### [Task to complete]
What the task needs is the data below, written out verbatim.

*** Opening Data section ***

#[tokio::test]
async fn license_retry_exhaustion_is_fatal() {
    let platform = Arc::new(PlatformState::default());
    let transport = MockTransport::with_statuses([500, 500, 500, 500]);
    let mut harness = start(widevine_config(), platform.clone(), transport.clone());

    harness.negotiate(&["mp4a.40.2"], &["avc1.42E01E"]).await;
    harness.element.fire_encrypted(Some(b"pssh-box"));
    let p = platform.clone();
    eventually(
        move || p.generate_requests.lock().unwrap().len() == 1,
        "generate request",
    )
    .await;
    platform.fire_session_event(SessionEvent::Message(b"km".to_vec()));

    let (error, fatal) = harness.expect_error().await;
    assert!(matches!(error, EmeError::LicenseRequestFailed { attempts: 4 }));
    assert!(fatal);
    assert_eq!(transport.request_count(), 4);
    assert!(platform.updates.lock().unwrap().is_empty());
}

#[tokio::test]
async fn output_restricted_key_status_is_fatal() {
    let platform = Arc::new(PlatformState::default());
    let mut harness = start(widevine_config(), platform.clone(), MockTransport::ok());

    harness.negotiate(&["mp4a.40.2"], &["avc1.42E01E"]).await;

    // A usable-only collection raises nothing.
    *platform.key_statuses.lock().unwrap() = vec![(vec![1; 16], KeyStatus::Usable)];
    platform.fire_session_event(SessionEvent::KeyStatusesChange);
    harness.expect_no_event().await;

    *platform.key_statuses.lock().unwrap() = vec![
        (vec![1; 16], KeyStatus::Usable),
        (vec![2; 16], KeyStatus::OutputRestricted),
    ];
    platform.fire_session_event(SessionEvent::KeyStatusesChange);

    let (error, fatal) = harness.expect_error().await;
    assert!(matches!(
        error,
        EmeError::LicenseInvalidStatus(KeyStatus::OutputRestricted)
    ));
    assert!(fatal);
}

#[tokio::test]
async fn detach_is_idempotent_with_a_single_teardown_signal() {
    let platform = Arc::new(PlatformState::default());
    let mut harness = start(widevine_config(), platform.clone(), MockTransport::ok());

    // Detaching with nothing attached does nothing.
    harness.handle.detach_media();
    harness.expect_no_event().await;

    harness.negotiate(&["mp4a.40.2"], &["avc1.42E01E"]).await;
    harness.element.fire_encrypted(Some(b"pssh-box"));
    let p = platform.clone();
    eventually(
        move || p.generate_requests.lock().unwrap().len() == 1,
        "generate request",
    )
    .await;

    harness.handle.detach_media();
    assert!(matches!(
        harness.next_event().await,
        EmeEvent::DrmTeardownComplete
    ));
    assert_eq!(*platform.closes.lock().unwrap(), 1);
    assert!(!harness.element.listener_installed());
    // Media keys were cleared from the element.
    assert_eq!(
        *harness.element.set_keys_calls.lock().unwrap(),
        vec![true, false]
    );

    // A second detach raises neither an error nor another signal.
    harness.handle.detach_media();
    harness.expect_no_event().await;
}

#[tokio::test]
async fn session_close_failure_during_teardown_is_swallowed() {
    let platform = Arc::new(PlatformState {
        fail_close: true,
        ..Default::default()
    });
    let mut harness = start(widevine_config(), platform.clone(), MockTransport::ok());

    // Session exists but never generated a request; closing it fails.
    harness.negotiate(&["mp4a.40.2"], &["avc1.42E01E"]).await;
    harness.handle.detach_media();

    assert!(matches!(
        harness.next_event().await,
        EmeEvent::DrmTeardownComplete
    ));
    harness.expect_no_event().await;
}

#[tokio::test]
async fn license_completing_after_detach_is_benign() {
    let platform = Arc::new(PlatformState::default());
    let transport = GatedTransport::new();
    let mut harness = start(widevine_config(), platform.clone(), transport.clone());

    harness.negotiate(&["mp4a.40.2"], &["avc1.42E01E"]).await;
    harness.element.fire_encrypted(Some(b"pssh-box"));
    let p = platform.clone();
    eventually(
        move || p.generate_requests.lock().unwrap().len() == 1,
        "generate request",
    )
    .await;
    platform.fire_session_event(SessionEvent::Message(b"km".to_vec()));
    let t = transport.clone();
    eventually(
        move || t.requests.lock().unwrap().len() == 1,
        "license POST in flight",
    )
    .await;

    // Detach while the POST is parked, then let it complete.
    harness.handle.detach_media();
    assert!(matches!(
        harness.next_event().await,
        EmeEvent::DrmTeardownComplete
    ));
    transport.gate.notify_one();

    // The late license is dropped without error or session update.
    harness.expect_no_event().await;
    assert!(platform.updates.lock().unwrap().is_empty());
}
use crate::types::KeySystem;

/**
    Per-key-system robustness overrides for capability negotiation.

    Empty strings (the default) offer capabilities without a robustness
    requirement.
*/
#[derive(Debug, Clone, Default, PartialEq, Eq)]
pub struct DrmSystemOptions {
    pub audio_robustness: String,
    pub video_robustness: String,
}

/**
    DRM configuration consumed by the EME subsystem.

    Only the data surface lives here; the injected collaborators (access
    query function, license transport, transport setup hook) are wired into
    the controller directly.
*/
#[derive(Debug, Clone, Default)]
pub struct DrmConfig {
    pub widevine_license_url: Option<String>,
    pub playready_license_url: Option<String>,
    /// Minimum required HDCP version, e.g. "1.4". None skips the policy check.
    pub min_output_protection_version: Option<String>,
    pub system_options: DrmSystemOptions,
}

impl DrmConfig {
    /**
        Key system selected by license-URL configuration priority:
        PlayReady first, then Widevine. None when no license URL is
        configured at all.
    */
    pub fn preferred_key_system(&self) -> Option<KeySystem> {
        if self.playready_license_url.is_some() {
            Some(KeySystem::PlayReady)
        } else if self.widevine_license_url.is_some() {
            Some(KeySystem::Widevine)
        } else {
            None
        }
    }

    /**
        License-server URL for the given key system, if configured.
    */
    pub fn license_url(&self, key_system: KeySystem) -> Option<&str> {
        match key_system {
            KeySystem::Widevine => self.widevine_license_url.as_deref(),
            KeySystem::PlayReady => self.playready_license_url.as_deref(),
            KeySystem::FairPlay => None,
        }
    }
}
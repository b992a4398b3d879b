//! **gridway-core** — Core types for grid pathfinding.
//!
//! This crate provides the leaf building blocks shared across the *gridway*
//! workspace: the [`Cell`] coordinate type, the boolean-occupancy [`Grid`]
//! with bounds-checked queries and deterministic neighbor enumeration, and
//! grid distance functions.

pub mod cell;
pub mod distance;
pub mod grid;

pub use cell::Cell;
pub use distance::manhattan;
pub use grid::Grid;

*** Closing Data section ***

### [Answer box]
#[tokio::test]
async fn license_retry_exhaustion_is_fatal() {
    let platform = Arc::new(PlatformState::default());
    let transport = MockTransport::with_statuses([500, 500, 500, 500]);
    let mut harness = start(widevine_config(), platform.clone(), transport.clone());

    harness.negotiate(&["mp4a.40.2"], &["avc1.42E01E"]).await;
    harness.element.fire_encrypted(Some(b"pssh-box"));
    let p = platform.clone();
    eventually(
        move || p.generate_requests.lock().unwrap().len() == 1,
        "generate request",
    )
    .await;
    platform.fire_session_event(SessionEvent::Message(b"km".to_vec()));

    let (error, fatal) = harness.expect_error().await;
    assert!(matches!(error, EmeError::LicenseRequestFailed { attempts: 4 }));
    assert!(fatal);
    assert_eq!(transport.request_count(), 4);
    assert!(platform.updates.lock().unwrap().is_empty());
}

#[tokio::test]
async fn output_restricted_key_status_is_fatal() {
    let platform = Arc::new(PlatformState::default());
    let mut harness = start(widevine_config(), platform.clone(), MockTransport::ok());

    harness.negotiate(&["mp4a.40.2"], &["avc1.42E01E"]).await;

    // A usable-only collection raises nothing.
    *platform.key_statuses.lock().unwrap() = vec![(vec![1; 16], KeyStatus::Usable)];
    platform.fire_session_event(SessionEvent::KeyStatusesChange);
    harness.expect_no_event().await;

    *platform.key_statuses.lock().unwrap() = vec![
        (vec![1; 16], KeyStatus::Usable),
        (vec![2; 16], KeyStatus::OutputRestricted),
    ];
    platform.fire_session_event(SessionEvent::KeyStatusesChange);

    let (error, fatal) = harness.expect_error().await;
    assert!(matches!(
        error,
        EmeError::LicenseInvalidStatus(KeyStatus::OutputRestricted)
    ));
    assert!(fatal);
}

#[tokio::test]
async fn detach_is_idempotent_with_a_single_teardown_signal() {
    let platform = Arc::new(PlatformState::default());
    let mut harness = start(widevine_config(), platform.clone(), MockTransport::ok());

    // Detaching with nothing attached does nothing.
    harness.handle.detach_media();
    harness.expect_no_event().await;

    harness.negotiate(&["mp4a.40.2"], &["avc1.42E01E"]).await;
    harness.element.fire_encrypted(Some(b"pssh-box"));
    let p = platform.clone();
    eventually(
        move || p.generate_requests.lock().unwrap().len() == 1,
        "generate request",
    )
    .await;

    harness.handle.detach_media();
    assert!(matches!(
        harness.next_event().await,
        EmeEvent::DrmTeardownComplete
    ));
    assert_eq!(*platform.closes.lock().unwrap(), 1);
    assert!(!harness.element.listener_installed());
    // Media keys were cleared from the element.
    assert_eq!(
        *harness.element.set_keys_calls.lock().unwrap(),
        vec![true, false]
    );

    // A second detach raises neither an error nor another signal.
    harness.handle.detach_media();
    harness.expect_no_event().await;
}

#[tokio::test]
async fn session_close_failure_during_teardown_is_swallowed() {
    let platform = Arc::new(PlatformState {
        fail_close: true,
        ..Default::default()
    });
    let mut harness = start(widevine_config(), platform.clone(), MockTransport::ok());

    // Session exists but never generated a request; closing it fails.
    harness.negotiate(&["mp4a.40.2"], &["avc1.42E01E"]).await;
    harness.handle.detach_media();

    assert!(matches!(
        harness.next_event().await,
        EmeEvent::DrmTeardownComplete
    ));
    harness.expect_no_event().await;
}

#[tokio::test]
async fn license_completing_after_detach_is_benign() {
    let platform = Arc::new(PlatformState::default());
    let transport = GatedTransport::new();
    let mut harness = start(widevine_config(), platform.clone(), transport.clone());

    harness.negotiate(&["mp4a.40.2"], &["avc1.42E01E"]).await;
    harness.element.fire_encrypted(Some(b"pssh-box"));
    let p = platform.clone();
    eventually(
        move || p.generate_requests.lock().unwrap().len() == 1,
        "generate request",
    )
    .await;
    platform.fire_session_event(SessionEvent::Message(b"km".to_vec()));
    let t = transport.clone();
    eventually(
        move || t.requests.lock().unwrap().len() == 1,
        "license POST in flight",
    )
    .await;

    // Detach while the POST is parked, then let it complete.
    harness.handle.detach_media();
    assert!(matches!(
        harness.next_event().await,
        EmeEvent::DrmTeardownComplete
    ));
    transport.gate.notify_one();

    // The late license is dropped without error or session update.
    harness.expect_no_event().await;
    assert!(platform.updates.lock().unwrap().is_empty());
}
use crate::types::KeySystem;

/**
    Per-key-system robustness overrides for capability negotiation.

    Empty strings (the default) offer capabilities without a robustness
    requirement.
*/
#[derive(Debug, Clone, Default, PartialEq, Eq)]
pub struct DrmSystemOptions {
    pub audio_robustness: String,
    pub video_robustness: String,
}

/**
    DRM configuration consumed by the EME subsystem.

    Only the data surface lives here; the injected collaborators (access
    query function, license transport, transport setup hook) are wired into
    the controller directly.
*/
#[derive(Debug, Clone, Default)]
pub struct DrmConfig {
    pub widevine_license_url: Option<String>,
    pub playready_license_url: Option<String>,
    /// Minimum required HDCP version, e.g. "1.4". None skips the policy check.
    pub min_output_protection_version: Option<String>,
    pub system_options: DrmSystemOptions,
}

impl DrmConfig {
    /**
        Key system selected by license-URL configuration priority:
        PlayReady first, then Widevine. None when no license URL is
        configured at all.
    */
    pub fn preferred_key_system(&self) -> Option<KeySystem> {
        if self.playready_license_url.is_some() {
            Some(KeySystem::PlayReady)
        } else if self.widevine_license_url.is_some() {
            Some(KeySystem::Widevine)
        } else {
            None
        }
    }

    /**
        License-server URL for the given key system, if configured.
    */
    pub fn license_url(&self, key_system: KeySystem) -> Option<&str> {
        match key_system {
            KeySystem::Widevine => self.widevine_license_url.as_deref(),
            KeySystem::PlayReady => self.playready_license_url.as_deref(),
            KeySystem::FairPlay => None,
        }
    }
}
repository b992a4398b3d879b
//! **gridway-core** — Core types for grid pathfinding.
//!
//! This crate provides the leaf building blocks shared across the *gridway*
//! workspace: the [`Cell`] coordinate type, the boolean-occupancy [`Grid`]
//! with bounds-checked queries and deterministic neighbor enumeration, and
//! grid distance functions.

pub mod cell;
pub mod distance;
pub mod grid;

pub use cell::Cell;
pub use distance::manhattan;
pub use grid::Grid;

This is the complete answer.